EXERCISE REQUIREMENTS —
From the entries, copy every line that carries the string "info".

(Dataset entries)
========
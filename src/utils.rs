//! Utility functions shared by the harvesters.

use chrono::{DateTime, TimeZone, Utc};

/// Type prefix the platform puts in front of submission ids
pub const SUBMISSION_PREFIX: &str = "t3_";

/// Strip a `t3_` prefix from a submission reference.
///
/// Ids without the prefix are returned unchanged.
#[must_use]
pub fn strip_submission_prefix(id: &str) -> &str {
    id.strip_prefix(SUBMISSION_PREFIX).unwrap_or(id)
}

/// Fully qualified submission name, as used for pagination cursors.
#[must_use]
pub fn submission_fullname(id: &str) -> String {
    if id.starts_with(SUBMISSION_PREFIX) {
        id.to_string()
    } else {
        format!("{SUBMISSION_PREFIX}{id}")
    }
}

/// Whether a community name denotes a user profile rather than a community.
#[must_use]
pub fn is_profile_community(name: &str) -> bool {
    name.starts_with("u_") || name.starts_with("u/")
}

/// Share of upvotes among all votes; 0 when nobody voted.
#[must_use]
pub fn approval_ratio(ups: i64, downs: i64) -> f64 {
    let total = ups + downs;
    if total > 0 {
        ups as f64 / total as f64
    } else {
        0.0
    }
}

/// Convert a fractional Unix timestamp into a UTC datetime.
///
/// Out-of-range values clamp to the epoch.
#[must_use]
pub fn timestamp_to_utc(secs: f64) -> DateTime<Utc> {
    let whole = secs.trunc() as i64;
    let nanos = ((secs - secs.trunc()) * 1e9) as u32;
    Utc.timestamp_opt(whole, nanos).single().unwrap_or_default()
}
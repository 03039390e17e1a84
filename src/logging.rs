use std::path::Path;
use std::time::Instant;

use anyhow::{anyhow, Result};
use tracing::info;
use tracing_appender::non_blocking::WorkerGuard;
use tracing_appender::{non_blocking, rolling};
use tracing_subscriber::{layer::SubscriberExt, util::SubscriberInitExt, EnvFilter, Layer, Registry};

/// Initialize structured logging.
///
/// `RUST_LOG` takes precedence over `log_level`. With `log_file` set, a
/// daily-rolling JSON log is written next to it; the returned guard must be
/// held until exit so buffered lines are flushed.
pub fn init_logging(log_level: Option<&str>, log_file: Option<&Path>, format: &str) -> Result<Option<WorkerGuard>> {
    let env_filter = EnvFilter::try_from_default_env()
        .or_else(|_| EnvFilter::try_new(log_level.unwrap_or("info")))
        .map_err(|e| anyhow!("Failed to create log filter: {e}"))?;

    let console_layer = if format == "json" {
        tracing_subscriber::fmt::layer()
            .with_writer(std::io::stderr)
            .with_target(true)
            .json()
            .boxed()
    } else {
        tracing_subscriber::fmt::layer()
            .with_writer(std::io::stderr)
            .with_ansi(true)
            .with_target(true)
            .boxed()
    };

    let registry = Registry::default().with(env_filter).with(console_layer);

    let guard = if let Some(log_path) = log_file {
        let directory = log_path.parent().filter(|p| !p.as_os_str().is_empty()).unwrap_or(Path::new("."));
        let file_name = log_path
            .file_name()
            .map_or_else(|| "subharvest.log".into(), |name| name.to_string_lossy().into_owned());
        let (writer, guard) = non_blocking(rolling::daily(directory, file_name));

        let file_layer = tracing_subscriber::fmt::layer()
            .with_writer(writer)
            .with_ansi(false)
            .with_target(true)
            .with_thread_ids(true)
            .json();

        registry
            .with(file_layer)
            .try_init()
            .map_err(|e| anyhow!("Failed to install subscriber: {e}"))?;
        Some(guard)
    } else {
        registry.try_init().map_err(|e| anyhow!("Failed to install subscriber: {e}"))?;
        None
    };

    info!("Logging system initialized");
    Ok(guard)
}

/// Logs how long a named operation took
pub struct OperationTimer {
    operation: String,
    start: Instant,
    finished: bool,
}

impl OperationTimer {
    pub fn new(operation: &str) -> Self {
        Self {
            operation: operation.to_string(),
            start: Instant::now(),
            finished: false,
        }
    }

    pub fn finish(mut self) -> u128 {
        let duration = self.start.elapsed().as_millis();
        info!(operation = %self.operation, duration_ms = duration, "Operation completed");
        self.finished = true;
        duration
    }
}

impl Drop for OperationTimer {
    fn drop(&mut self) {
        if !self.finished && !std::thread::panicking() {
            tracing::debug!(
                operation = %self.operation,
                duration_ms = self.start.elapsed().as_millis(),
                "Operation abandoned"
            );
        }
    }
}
========
EXERCISE ANSWER —
use tracing::info;
        .or_else(|_| EnvFilter::try_new(log_level.unwrap_or("info")))
    info!("Logging system initialized");
        info!(operation = %self.operation, duration_ms = duration, "Operation completed");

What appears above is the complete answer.